Northern Germany borders both the Baltic Sea and the North Sea and has historically used herring in a great variety of dishes. This salad is a common example of one of the herring and sour cream combinations found in German cuisine.
- Yield: 10 portions (7–8 ounces/portion)
For Soaking the Herring
- 1.5 lbs Preserved Matjes Herring Fillets
- 2 cups Buttermilk
For Making the Dressing
- 10 oz Sour Cream
- 1 oz Lemon Juice
- 1 Tbsp Sugar
- 3 oz Sour Pickle, diced small
- 1 Tbsp Spicy Mustard
- 1 Tbsp Fresh Dill, minced
- 3 oz Red Onion, minced
- 1 lb Tart Apples (such as Granny Smith), peeled and diced medium
- ½ tsp Salt
- Black Pepper and Salt, to taste
For Assembling the Salad
- 4 oz Red Onion, shaved paper-thin
- 1 lb Yukon Gold Potatoes, cooked, cooled, peeled, and cut ¼ inch thick Dressing, Herring fillets, drained and rinsed Fresh Dill and Lemon for Garnish
How to Make It
- Cover the herring fillets with the buttermilk in a nonreactive container and place in the refrigerator to sit overnight (or for at least 8 hours).

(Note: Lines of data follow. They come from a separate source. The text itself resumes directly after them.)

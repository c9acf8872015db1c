// Welch's unequal-variance t-test on summary statistics
//
// Used by the circular test, which only has group means/variances/sizes
// rather than raw samples. The Student-t tail uses statrs.

use statrs::distribution::{ContinuousCDF, StudentsT};

/// Two-sided p-value of `t` under a Student-t distribution with `dof` degrees of freedom
///
/// Returns NaN when `t` or `dof` is NaN or `dof` is not positive.
pub fn student_t_two_sided(t: f64, dof: f64) -> f64 {
    if t.is_nan() || dof.is_nan() || dof <= 0.0 {
        return f64::NAN;
    }
    match StudentsT::new(0.0, 1.0, dof) {
        Ok(dist) => 2.0 * dist.cdf(-t.abs()),
        Err(_) => f64::NAN,
    }
}

/// Welch's t-test from summary statistics
///
/// Returns `(p, t)` in that order.
///
/// - `t = (mean_a - mean_b) / sqrt(var_a/n_a + var_b/n_b)`
/// - `dof` by the Welch-Satterthwaite approximation
/// - `p = 2 * cdf(dof, -|t|)`
///
/// # Example
/// ```
/// use phenostat::stats::welch_ttest;
///
/// let (p, t) = welch_ttest(10.0, 1.0, 10, 12.0, 1.0, 10);
/// assert!(t < 0.0);
/// assert!(p < 0.001);
/// ```
pub fn welch_ttest(
    mean_a: f64,
    var_a: f64,
    n_a: usize,
    mean_b: f64,
    var_b: f64,
    n_b: usize,
) -> (f64, f64) {
    let na = n_a as f64;
    let nb = n_b as f64;
    let adof = na - 1.0;
    let bdof = nb - 1.0;

    let se_a = var_a / na;
    let se_b = var_b / nb;

    let t = (mean_a - mean_b) / (se_a + se_b).sqrt();
    let dof = (se_a + se_b).powi(2) / (var_a.powi(2) / (na * na * adof) + var_b.powi(2) / (nb * nb * bdof));

    (student_t_two_sided(t, dof), t)
}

- Once it has sat for long enough, remove the herring fillets from the buttermilk and rinse them carefully with cold water. Set aside for assembly. For Making the Dressing
- Combine all ingredients in a mixing bowl, and mix well to combine.
- Test the seasoning and adjust, if necessary. For Assembling the Salad
- Toss the shaved onions and potatoes with ¾ of the dressing in a mixing bowl, and place about 5 oz of the dressed potato/onion mixture on the salad plate.
- On top of the dressed mixture on the plate, place a 2–3-ounce piece of herring fillet; drizzle some of the dressing over the fillet.
- Garnish with lemon and dill, and serve.